> _Required action_
Find the word "crates" in the data. Return every line where it appears.

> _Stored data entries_
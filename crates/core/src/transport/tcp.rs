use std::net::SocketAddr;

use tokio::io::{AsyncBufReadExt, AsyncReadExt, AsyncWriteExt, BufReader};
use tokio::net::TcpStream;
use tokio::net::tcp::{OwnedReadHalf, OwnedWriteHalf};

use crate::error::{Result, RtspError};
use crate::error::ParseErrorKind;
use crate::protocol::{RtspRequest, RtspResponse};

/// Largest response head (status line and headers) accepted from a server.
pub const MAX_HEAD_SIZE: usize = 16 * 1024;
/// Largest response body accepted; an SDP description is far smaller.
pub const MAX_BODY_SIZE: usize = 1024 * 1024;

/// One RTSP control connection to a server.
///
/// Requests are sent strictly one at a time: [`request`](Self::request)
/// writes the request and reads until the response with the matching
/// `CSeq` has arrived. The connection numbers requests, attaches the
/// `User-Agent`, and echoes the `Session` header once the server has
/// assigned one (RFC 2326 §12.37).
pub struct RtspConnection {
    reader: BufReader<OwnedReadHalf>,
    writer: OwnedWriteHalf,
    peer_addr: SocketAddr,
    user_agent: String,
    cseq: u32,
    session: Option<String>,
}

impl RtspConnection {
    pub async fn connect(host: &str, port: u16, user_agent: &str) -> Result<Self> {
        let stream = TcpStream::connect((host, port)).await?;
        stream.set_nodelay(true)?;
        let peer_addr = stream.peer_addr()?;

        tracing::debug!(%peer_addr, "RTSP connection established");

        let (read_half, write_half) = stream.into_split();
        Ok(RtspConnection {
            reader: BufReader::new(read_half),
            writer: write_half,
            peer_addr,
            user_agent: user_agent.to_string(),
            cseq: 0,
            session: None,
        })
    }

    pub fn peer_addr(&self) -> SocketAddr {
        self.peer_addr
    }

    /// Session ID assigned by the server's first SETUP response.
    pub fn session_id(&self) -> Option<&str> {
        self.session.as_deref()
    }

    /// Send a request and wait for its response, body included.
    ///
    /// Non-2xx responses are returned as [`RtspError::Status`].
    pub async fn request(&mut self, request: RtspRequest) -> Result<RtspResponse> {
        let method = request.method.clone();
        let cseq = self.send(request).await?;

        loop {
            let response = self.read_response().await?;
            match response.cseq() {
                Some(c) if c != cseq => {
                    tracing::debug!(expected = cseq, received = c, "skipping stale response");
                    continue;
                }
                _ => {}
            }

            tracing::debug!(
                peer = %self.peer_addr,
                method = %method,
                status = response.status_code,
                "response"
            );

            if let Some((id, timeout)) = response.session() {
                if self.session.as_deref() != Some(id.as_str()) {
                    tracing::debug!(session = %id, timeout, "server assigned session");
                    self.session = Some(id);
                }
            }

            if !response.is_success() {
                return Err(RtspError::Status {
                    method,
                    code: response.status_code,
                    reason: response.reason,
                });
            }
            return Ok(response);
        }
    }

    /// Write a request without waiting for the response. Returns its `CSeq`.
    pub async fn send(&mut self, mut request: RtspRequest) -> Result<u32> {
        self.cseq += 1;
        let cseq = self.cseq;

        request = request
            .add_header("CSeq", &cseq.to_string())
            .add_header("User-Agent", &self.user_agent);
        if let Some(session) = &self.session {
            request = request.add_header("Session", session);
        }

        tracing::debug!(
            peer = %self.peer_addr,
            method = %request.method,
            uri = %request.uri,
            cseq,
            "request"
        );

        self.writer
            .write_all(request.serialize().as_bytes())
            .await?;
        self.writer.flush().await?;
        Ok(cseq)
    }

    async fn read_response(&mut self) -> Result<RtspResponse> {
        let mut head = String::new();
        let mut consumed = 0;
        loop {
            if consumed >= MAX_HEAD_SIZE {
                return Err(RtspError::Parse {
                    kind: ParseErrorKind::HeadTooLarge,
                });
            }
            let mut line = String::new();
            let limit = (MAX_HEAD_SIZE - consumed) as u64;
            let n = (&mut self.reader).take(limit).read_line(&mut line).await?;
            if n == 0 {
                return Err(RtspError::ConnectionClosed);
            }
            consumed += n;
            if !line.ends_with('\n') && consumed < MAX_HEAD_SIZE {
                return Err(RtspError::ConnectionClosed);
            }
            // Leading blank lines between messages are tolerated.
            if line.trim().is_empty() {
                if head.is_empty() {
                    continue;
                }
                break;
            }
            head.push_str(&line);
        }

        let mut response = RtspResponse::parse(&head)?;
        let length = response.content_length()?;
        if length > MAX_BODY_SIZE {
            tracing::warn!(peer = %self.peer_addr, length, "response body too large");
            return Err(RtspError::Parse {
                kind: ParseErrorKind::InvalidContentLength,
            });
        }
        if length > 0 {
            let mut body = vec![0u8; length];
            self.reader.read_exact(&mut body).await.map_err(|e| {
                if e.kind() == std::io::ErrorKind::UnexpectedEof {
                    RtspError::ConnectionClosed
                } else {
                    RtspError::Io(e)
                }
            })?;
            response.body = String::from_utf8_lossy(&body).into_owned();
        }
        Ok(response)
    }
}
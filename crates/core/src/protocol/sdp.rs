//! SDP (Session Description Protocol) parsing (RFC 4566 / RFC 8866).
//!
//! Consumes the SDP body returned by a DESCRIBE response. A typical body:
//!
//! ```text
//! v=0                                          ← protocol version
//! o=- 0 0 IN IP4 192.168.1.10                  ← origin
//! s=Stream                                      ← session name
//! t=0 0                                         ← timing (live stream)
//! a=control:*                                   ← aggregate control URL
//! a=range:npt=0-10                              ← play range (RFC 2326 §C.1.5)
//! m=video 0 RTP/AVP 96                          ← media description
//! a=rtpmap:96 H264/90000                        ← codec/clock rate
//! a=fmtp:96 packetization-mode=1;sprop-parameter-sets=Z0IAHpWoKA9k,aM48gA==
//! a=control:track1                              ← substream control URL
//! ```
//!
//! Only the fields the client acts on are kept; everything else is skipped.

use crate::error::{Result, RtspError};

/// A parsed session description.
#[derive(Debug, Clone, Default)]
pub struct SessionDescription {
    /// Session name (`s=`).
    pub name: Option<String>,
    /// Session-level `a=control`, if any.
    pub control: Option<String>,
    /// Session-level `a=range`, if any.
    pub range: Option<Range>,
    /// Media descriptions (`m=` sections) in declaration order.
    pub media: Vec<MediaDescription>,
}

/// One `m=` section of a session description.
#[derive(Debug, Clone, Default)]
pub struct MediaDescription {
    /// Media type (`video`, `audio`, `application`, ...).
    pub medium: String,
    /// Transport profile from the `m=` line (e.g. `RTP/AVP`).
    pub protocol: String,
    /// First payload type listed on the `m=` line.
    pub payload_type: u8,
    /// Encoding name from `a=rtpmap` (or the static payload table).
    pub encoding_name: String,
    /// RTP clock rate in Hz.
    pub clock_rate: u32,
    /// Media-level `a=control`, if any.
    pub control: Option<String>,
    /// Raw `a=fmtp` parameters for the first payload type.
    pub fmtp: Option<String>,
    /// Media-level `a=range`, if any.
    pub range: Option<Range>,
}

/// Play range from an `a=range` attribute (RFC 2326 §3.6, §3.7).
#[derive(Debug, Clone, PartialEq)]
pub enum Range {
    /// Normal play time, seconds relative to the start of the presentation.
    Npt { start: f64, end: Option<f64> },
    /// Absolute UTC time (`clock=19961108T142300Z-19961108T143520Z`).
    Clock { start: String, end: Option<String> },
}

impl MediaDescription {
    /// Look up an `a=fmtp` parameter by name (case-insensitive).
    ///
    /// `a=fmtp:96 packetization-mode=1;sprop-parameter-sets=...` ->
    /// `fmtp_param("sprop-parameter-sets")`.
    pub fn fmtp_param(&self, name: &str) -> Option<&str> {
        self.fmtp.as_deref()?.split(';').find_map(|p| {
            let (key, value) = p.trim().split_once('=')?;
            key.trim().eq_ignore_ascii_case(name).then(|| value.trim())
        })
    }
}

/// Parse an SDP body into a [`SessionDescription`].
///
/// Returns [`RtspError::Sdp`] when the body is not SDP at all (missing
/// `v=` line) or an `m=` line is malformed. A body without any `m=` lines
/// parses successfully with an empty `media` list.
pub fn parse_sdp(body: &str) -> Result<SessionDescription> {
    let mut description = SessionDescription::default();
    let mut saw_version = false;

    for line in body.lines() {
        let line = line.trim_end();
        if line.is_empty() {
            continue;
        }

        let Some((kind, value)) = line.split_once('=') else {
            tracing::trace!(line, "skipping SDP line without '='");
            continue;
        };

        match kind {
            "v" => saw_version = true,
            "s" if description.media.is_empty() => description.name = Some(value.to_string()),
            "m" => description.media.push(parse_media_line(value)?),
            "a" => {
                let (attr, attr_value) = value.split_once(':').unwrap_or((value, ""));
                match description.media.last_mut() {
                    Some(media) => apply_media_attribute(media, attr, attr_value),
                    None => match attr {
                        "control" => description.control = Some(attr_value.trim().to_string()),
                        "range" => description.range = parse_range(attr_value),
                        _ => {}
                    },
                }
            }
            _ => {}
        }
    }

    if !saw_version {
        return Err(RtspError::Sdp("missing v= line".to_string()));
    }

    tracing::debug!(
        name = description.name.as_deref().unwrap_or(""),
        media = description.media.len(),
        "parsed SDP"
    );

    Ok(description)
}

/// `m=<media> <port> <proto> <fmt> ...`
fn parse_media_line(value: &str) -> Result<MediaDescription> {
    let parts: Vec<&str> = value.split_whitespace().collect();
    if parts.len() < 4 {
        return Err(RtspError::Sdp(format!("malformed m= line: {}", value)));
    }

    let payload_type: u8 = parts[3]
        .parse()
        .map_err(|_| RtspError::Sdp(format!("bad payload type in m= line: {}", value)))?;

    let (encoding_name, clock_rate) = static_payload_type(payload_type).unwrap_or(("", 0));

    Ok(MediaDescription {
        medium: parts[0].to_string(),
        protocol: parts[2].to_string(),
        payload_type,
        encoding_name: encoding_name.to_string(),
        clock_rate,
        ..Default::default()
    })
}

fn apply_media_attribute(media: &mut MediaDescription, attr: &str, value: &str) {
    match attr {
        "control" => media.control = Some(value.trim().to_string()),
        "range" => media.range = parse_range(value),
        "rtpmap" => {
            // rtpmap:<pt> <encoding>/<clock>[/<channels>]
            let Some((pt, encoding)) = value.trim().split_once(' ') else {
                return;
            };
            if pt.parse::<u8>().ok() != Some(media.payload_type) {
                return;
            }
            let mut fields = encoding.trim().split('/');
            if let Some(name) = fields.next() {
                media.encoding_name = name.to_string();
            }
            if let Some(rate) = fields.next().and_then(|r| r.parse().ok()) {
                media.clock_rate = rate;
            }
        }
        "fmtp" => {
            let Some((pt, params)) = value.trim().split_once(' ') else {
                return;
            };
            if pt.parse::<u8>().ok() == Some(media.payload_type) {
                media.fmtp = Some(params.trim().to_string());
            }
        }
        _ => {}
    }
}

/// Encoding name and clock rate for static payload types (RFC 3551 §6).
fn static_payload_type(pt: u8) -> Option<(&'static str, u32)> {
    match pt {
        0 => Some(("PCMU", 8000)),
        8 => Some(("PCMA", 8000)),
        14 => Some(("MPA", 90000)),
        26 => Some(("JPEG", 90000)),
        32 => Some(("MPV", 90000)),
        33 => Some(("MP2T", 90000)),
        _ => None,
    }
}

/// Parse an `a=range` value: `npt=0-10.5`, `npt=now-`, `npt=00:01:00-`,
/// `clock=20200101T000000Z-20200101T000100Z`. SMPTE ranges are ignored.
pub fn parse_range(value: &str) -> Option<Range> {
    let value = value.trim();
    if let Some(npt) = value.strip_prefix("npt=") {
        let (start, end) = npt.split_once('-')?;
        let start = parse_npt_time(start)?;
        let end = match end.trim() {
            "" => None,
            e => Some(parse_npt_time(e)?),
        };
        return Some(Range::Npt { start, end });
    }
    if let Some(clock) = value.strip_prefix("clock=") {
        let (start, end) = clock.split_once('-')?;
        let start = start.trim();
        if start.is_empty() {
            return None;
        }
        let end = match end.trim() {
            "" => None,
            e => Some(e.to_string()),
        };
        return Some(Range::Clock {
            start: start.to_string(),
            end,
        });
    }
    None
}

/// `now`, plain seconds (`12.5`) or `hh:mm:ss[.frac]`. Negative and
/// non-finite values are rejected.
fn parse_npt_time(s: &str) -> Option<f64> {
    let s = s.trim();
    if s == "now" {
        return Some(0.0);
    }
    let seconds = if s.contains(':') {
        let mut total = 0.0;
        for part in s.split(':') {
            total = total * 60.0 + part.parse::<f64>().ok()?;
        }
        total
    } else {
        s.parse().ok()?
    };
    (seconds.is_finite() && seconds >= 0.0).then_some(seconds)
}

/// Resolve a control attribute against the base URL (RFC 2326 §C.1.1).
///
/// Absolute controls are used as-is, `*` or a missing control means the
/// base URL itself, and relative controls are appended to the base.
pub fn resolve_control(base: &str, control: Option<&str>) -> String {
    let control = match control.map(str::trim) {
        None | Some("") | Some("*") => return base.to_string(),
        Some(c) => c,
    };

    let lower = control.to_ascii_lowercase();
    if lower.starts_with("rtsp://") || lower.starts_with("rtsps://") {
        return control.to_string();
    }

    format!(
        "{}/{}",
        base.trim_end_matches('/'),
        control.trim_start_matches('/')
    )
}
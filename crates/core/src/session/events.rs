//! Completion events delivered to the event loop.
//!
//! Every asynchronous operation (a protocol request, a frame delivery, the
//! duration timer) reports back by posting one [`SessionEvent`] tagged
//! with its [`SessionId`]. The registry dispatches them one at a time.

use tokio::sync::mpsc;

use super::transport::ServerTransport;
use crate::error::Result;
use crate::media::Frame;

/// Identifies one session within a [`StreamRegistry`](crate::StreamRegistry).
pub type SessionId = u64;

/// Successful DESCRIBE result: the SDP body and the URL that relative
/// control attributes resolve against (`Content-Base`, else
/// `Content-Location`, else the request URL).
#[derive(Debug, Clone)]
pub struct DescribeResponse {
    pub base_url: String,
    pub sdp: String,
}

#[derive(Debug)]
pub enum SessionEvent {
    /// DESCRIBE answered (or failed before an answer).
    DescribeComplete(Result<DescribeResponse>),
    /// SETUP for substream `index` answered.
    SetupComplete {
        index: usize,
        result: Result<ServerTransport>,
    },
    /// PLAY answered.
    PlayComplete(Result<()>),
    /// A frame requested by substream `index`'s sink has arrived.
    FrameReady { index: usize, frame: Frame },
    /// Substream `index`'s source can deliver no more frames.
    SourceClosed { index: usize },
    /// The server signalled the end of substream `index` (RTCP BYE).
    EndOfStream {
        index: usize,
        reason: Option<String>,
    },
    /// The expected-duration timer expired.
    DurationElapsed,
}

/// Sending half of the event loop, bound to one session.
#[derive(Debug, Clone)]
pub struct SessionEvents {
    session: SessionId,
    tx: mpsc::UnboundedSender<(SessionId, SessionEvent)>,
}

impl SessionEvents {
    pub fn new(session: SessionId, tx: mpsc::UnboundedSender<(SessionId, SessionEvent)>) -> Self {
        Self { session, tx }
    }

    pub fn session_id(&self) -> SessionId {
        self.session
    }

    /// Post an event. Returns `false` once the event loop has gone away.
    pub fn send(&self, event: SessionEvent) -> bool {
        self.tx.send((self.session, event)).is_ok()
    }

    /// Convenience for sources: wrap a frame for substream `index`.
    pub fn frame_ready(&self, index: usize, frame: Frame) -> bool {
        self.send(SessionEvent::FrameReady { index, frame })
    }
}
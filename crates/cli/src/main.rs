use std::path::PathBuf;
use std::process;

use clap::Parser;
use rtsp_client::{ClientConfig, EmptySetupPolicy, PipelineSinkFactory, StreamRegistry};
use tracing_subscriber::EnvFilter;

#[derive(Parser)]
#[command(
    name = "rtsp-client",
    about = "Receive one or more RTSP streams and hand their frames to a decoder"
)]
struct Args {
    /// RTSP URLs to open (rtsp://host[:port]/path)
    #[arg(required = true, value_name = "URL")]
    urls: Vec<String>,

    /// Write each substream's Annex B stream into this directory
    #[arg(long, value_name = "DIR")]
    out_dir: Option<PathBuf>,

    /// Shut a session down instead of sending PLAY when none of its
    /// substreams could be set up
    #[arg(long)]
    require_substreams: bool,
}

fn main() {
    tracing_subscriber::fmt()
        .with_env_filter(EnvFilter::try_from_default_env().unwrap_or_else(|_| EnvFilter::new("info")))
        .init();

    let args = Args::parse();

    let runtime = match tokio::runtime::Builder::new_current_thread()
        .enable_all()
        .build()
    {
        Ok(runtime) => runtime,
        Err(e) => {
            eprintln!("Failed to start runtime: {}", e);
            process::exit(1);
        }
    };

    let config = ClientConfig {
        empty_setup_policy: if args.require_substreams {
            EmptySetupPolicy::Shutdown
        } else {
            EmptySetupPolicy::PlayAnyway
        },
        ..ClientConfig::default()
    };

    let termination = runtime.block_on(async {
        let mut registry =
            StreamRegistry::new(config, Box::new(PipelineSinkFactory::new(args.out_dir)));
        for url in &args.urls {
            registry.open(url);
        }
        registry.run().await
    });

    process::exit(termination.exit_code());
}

> _Answer to the problem_
filename crates/core/src/transport/tcp.rs
filename crates/core/src/protocol/sdp.rs
filename crates/core/src/session/events.rs
filename crates/cli/src/main.rs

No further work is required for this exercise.